Victoria Wood redux LUCY LETHBRIDGE
One Day I Shall Astonish the World
Nina Stibbe is a chronicler of a world immediately recognisable as provincial mid-20th-century Britain.
Even when, as in her latest novel, she is actually writing about the last three decades, her characters are comfortably locked in the endless 1970s childhood of the middle-aged middle class.
This is part of her novels’ great appeal: they are touchingly elegiac in their celebration of a kind of low-tech cosiness. She has a peerless ear for the befuddling euphemisms of middle England and an astute but tender eye for foibles, delusion and pomposity. Her fictions crackle with sharp dialogue in search of a good sitcom to display it to advantage.
In One Day I Shall Astonish the World,
set in an imaginary town called Brankham, clustered about the campus of the University of Rutland, teenage friends Susan and Norma work together in Norma’s parents’ haberdashery store, the Pin Cushion, and discuss their futures.
Keen-to- please Susan is the one who tells the enigmatic but hard-boiled scientist Norma about literature. Norma is the one who goes off and becomes an academic and an award-winning poet.
Meanwhile Susan gets pregnant, marries her boyfriend Roy and stays behind the counter of the Pin Cushion.
It’s discombobulating to meet a Susan, Norma and Roy in the early 1990s. Those names surely belong to young people a generation earlier; to a period when high streets still commonly had haberdashers.
But this is Stibbe’s out-of-time England – and, being intensely familiar, it has its own coherence.
Talkative Susan is the narrator and, like her creator, is an entertaining observer of the changing scene, with a beady eye for absurdity – especially the absurdity of men. In particular, there’s poor old Roy with his Ford Escort and his job at the golf club, his Diet Ribena habit and the way he carefully places a watercress garnish in the ashtray.

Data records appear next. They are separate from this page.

//! pipeline::errors — the single error type returned by a pipeline run.
use crate::{
    data::errors::DataError, models::errors::ModelError, optimization::errors::OptError,
    returns::errors::ReturnError, search::errors::SearchError,
    statistical_tests::errors::StatError,
};

pub type PipelineResult<T> = Result<T, PipelineError>;

#[derive(Debug, Clone, PartialEq)]
pub enum PipelineError {
    Data(DataError),
    Return(ReturnError),
    Stat(StatError),
    Optimizer(OptError),
    Model(ModelError),
    Search(SearchError),
    /// Configuration could not be parsed or failed validation.
    Config { text: String },
    /// Report rendering failed.
    Serialization { text: String },
}

impl std::error::Error for PipelineError {}

impl std::fmt::Display for PipelineError {
    fn fmt(&self, f: &mut std::fmt::Formatter<'_>) -> std::fmt::Result {
        match self {
            PipelineError::Data(err) => write!(f, "Data error: {err}"),
            PipelineError::Return(err) => write!(f, "Return transform error: {err}"),
            PipelineError::Stat(err) => write!(f, "Diagnostics error: {err}"),
            PipelineError::Optimizer(err) => write!(f, "Optimizer configuration error: {err}"),
            PipelineError::Model(err) => write!(f, "Model error: {err}"),
            PipelineError::Search(err) => write!(f, "Model search error: {err}"),
            PipelineError::Config { text } => write!(f, "Invalid configuration: {text}"),
            PipelineError::Serialization { text } => write!(f, "Could not render report: {text}"),
        }
    }
}

impl From<DataError> for PipelineError {
    fn from(err: DataError) -> Self {
        PipelineError::Data(err)
    }
}

impl From<ReturnError> for PipelineError {
    fn from(err: ReturnError) -> Self {
        PipelineError::Return(err)
    }
}

impl From<StatError> for PipelineError {
    fn from(err: StatError) -> Self {
        PipelineError::Stat(err)
    }
}

impl From<OptError> for PipelineError {
    fn from(err: OptError) -> Self {
        PipelineError::Optimizer(err)
    }
}

impl From<ModelError> for PipelineError {
    fn from(err: ModelError) -> Self {
        PipelineError::Model(err)
    }
}

impl From<SearchError> for PipelineError {
    fn from(err: SearchError) -> Self {
        PipelineError::Search(err)
    }
}

impl From<serde_json::Error> for PipelineError {
    fn from(err: serde_json::Error) -> Self {
        PipelineError::Serialization { text: err.to_string() }
    }
}
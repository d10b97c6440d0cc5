//! Ljung–Box portmanteau test for serial correlation.
//!
//! `Q = n(n + 2) Σₖ₌₁ʰ ρ̂ₖ² / (n − k)`, referred to `χ²(h − fitdf)`.
//! `fitdf` is the number of ARMA coefficients when the input is a model's
//! residual series, and 0 otherwise.
use crate::statistical_tests::{
    autocorrelation::acf,
    errors::{StatError, StatResult},
    jarque_bera::chi_square_sf,
    outcome::TestOutcome,
};

pub fn ljung_box(data: &[f64], lags: usize, fitdf: usize) -> StatResult<TestOutcome> {
    if fitdf >= lags {
        return Err(StatError::InvalidLag { lag: lags, reason: "lags must exceed fitdf." });
    }
    let rho = acf(data, lags)?;
    let n = data.len() as f64;
    let q = n * (n + 2.0)
        * rho.iter().enumerate().map(|(i, r)| r * r / (n - (i + 1) as f64)).sum::<f64>();
    Ok(TestOutcome::new(q, chi_square_sf(q, (lags - fitdf) as f64)))
}

#[cfg(test)]
mod tests {
    use super::*;
    use approx::assert_relative_eq;

    #[test]
    // Purpose
    // -------
    // Q matches the closed form on a tiny alternating sample.
    //
    // Given
    // -----
    // - x = [1, −1, 1, −1, 1, −1], lags = 1: ρ̂₁ = −5/6, n = 6.
    //
    // Expect
    // ------
    // - Q = 6·8·(25/36)/5 = 20/3, with a small p-value.
    fn statistic_matches_closed_form() {
        let out = ljung_box(&[1.0, -1.0, 1.0, -1.0, 1.0, -1.0], 1, 0).unwrap();
        assert_relative_eq!(out.statistic, 20.0 / 3.0, epsilon = 1e-12);
        assert!(out.p_value < 0.01);
    }

    #[test]
    // Purpose
    // -------
    // Ljung–Box needs positive degrees of freedom.
    //
    // Given
    // -----
    // - lags = fitdf = 2.
    //
    // Expect
    // ------
    // - `InvalidLag`.
    fn fitdf_must_be_below_lags() {
        let data: Vec<f64> = (0..20).map(|i| (i as f64).sin()).collect();
        assert!(matches!(ljung_box(&data, 2, 2), Err(StatError::InvalidLag { .. })));
    }
}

Roy won’t eat any vegetables but baked beans and iceberg lettuce. Like all the best comic writers, Stibbe knows how to turn bathos into pathos and then turn it back again. An iceberg lettuce is infinitely funnier than an ordinary lettuce because its name suggests pretensions to grandeur far beyond sandwich-filler. Roy likes to experiment with sex on the stairs, ‘it being easier for his knees’. There are echoes of Victoria Wood and Joe Orton.
Norma marries, too – to a wealthy investor in the Pin Cushion with another unlikely name, Hugo Pack Allen, who turns out to be not only a marijuana dealer on the side but also a ‘sex addict with a lifetime’s disqualification from driving’.
Over the next 30 years, we see Susan and Norma’s lives develop and intersect. Honey, Susan and Roy’s daughter, gets through a tricky period and ends up with a special friend called Darnley, formerly Heather. It turns out that Roy has had a precocious illegitimate child, Grace, with his former landlady who is a faddish health nut.
When the middle-aged Susan becomes PA to the university VC (Stibbe has some fun with acronym fever), she gets a bit of a crush on smooth academic careerist Crispin Willoughby but (spoiler alert) it takes an unexpected turn.
Stibbe’s talent is for depicting the surreal heights of hyper-ordinariness. Sometimes this feels a bit strained, like a sentence in which the subordinate clauses unbalance the overall coherence.
We need to know more about Norma’s inner life to work out how she reconciles her glittering literary career with ferrying her husband to twice-weekly dogging sessions in a lay-by on the bypass.
She doesn’t feel as though all her reading has given her more than a good job and a clutch of lampoonable opinions. ‘Isn’t it fabulous,’ she says of Rachel Cusk’s latest. ‘So cleansing.’
There are some delicious moments in this book. Stibbe sees all the silliness of modern life and its changing conventions – but she finds so much to forgive and indulge in her characters that you end up feeling positively optimistic.